■ **TASK**
Take from the listing each line that has the string "anyhow".

■ **RECORDED INFORMATION**

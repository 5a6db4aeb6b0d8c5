//! Server configuration.

use anyhow::Result;
use serde::Deserialize;
use std::collections::HashMap;
use std::path::PathBuf;
use std::time::Duration;
use webterm_core::{CoordinatorOptions, Greeting, StaticRanks, TerminalOptions};

#[derive(Debug, Clone, Deserialize)]
pub struct Config {
    #[serde(default = "default_host")]
    pub host: String,
    #[serde(default = "default_port")]
    pub port: u16,
    #[serde(default = "default_static_dir")]
    pub static_dir: PathBuf,
    /// Program run inside the shared terminal.
    #[serde(default = "default_command")]
    pub command: String,
    #[serde(default)]
    pub args: Vec<String>,
    #[serde(default = "default_working_dir")]
    pub working_dir: PathBuf,
    /// Exported to the program as `HOME` when set.
    #[serde(default)]
    pub home_dir: Option<PathBuf>,
    #[serde(default = "default_rows")]
    pub rows: u16,
    #[serde(default = "default_cols")]
    pub cols: u16,
    #[serde(default = "default_max_changes")]
    pub max_changes: usize,
    #[serde(default = "default_restart")]
    pub restart: bool,
    #[serde(default = "default_poll_interval_ms")]
    pub poll_interval_ms: u64,
    /// Message of the day, shown to every client after the greeting.
    #[serde(default)]
    pub motd: Vec<String>,
    #[serde(default)]
    pub default_rank: i64,
    /// Ranks by client name, e.g. `":guest-3fa9c" = 30`. Only names derived
    /// from a session token sent with hello stay the same across reconnects.
    #[serde(default)]
    pub ranks: HashMap<String, i64>,
}

fn default_host() -> String {
    "0.0.0.0".to_string()
}

fn default_port() -> u16 {
    5000
}

fn default_static_dir() -> PathBuf {
    PathBuf::from("./static")
}

fn default_command() -> String {
    "/bin/sh".to_string()
}

fn default_working_dir() -> PathBuf {
    std::env::current_dir()
        .ok()
        .or_else(dirs::home_dir)
        .unwrap_or_else(|| PathBuf::from("."))
}

fn default_rows() -> u16 {
    30
}

fn default_cols() -> u16 {
    80
}

fn default_max_changes() -> usize {
    webterm_core::DEFAULT_MAX_CHANGES
}

fn default_restart() -> bool {
    true
}

fn default_poll_interval_ms() -> u64 {
    10
}

impl Default for Config {
    fn default() -> Self {
        Self {
            host: default_host(),
            port: default_port(),
            static_dir: default_static_dir(),
            command: default_command(),
            args: Vec::new(),
            working_dir: default_working_dir(),
            home_dir: None,
            rows: default_rows(),
            cols: default_cols(),
            max_changes: default_max_changes(),
            restart: default_restart(),
            poll_interval_ms: default_poll_interval_ms(),
            motd: Vec::new(),
            default_rank: 0,
            ranks: HashMap::new(),
        }
    }
}

impl Config {
    /// Load config from a specific file path.
    pub fn load_from(path: &std::path::Path) -> Result<Self> {
        let content = std::fs::read_to_string(path)?;
        let config: Config = toml::from_str(&content)?;
        Ok(config)
    }

    /// Load config from default location (config/default.toml) or fall back to defaults.
    pub fn load() -> Result<Self> {
        let config_path = PathBuf::from("config/default.toml");
        if config_path.exists() {
            return Self::load_from(&config_path);
        }
        Ok(Config::default())
    }

    /// The command line as shown to clients.
    pub fn command_line(&self) -> String {
        std::iter::once(self.command.as_str())
            .chain(self.args.iter().map(String::as_str))
            .collect::<Vec<_>>()
            .join(" ")
    }

    pub fn terminal_options(&self) -> TerminalOptions {
        TerminalOptions {
            command: self.command.clone(),
            args: self.args.clone(),
            working_dir: self.working_dir.clone(),
            home_dir: self.home_dir.clone(),
            rows: self.rows,
            cols: self.cols,
            restart: self.restart,
        }
    }

    pub fn coordinator_options(&self) -> CoordinatorOptions {
        CoordinatorOptions {
            max_changes: self.max_changes,
            poll_interval: Duration::from_millis(self.poll_interval_ms.max(1)),
            greeting: Greeting {
                command: self.command_line(),
                motd: self.motd.clone(),
            },
        }
    }

    pub fn ranks(&self) -> StaticRanks {
        StaticRanks::new(self.default_rank, self.ranks.clone())
    }
}

#[cfg(test)]
mod tests {
    use super::*;

    #[test]
    fn test_empty_file_uses_defaults() {
        let config: Config = toml::from_str("").unwrap();
        assert_eq!(config.host, "0.0.0.0");
        assert_eq!(config.port, 5000);
        assert_eq!(config.command, "/bin/sh");
        assert_eq!((config.rows, config.cols), (30, 80));
        assert_eq!(config.max_changes, 1024);
        assert!(config.restart);
        assert_eq!(config.poll_interval_ms, 10);
        assert_eq!(config.default_rank, 0);
        assert!(config.home_dir.is_none());
    }

    #[test]
    fn test_command_line_joins_args() {
        let config = Config {
            command: "/usr/bin/nethack".into(),
            args: vec!["-u".into(), "guest".into()],
            ..Config::default()
        };
        assert_eq!(config.command_line(), "/usr/bin/nethack -u guest");
        assert_eq!(config.coordinator_options().greeting.command, "/usr/bin/nethack -u guest");
    }

    #[test]
    fn test_example_config_parses() {
        let config: Config = toml::from_str(include_str!("../../../config/webterm.example.toml")).unwrap();
        assert_eq!(config.port, 5000);
        assert_eq!(config.motd.len(), 1);
        assert!(config.ranks.is_empty());
    }

    #[test]
    fn test_poll_interval_never_zero() {
        let config = Config {
            poll_interval_ms: 0,
            ..Config::default()
        };
        assert_eq!(config.coordinator_options().poll_interval, Duration::from_millis(1));
    }
}
//! Webterm server - one shared terminal, many viewers, one keyboard at a time.

use anyhow::{Context, Result};
use clap::Parser;
use std::net::SocketAddr;
use std::path::PathBuf;
use std::sync::Arc;
use webterm_server::{config, logging, routes, state};

use config::Config;
use logging::{LogConfig, LogFormat};
use state::AppState;

/// Webterm server - share a terminal over WebSockets.
#[derive(Parser, Debug)]
#[command(name = "webterm-server")]
#[command(about = "Share one terminal session with any number of browser clients")]
#[command(version)]
struct Cli {
    /// Path to config file
    #[arg(short, long, value_name = "FILE")]
    config: Option<PathBuf>,

    /// Override port from config
    #[arg(short, long)]
    port: Option<u16>,

    /// Override listen address from config
    #[arg(long, value_name = "ADDR")]
    ip: Option<String>,

    /// Override the command run in the shared terminal
    #[arg(long, value_name = "PROGRAM")]
    command: Option<String>,

    /// Enable verbose logging (INFO level for everything)
    #[arg(short, long)]
    verbose: bool,

    /// Enable debug logging
    #[arg(short, long)]
    debug: bool,

    /// Enable trace logging (includes every request and output chunk)
    #[arg(long)]
    trace: bool,

    /// Quiet mode (WARN and ERROR only)
    #[arg(short, long)]
    quiet: bool,

    /// Set log level for specific targets (e.g., "pty=debug" or "ws=trace").
    /// Can be specified multiple times. Targets are prefixed with "webterm::" automatically.
    #[arg(long = "log", value_name = "TARGET=LEVEL")]
    log_overrides: Vec<String>,

    /// Log output format
    #[arg(long = "log-format", value_name = "FORMAT", default_value = "text")]
    log_format: LogFormat,
}

#[tokio::main]
async fn main() -> Result<()> {
    let cli = Cli::parse();

    let log_config = LogConfig::from_cli(
        cli.verbose,
        cli.debug,
        cli.trace,
        cli.quiet,
        cli.log_overrides,
        cli.log_format,
    );
    logging::init(&log_config);

    let mut config = match &cli.config {
        Some(path) => Config::load_from(path)
            .with_context(|| format!("Failed to load config from {}", path.display()))?,
        None => Config::load()?,
    };

    if let Some(port) = cli.port {
        config.port = port;
    }
    if let Some(ip) = cli.ip {
        config.host = ip;
    }
    if let Some(command) = cli.command {
        config.command = command;
    }

    tracing::info!(
        target: "webterm::startup",
        "Loaded configuration (port: {}, command: {}, {}x{})",
        config.port,
        config.command_line(),
        config.cols,
        config.rows
    );

    let addr: SocketAddr = format!("{}:{}", config.host, config.port).parse()?;
    let state = Arc::new(AppState::new(config));

    // A command that cannot launch is a configuration error; fail before serving.
    state
        .coordinator
        .start()
        .context("Failed to start the shared terminal")?;
    tracing::info!(target: "webterm::startup", "Shared terminal running");

    let app = routes::router(state);

    tracing::info!(target: "webterm::startup", "Starting server on {}", addr);
    let listener = tokio::net::TcpListener::bind(addr).await?;
    axum::serve(listener, app).await?;

    Ok(())
}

■ **RESULT BELOW**
use anyhow::Result;
use anyhow::{Context, Result};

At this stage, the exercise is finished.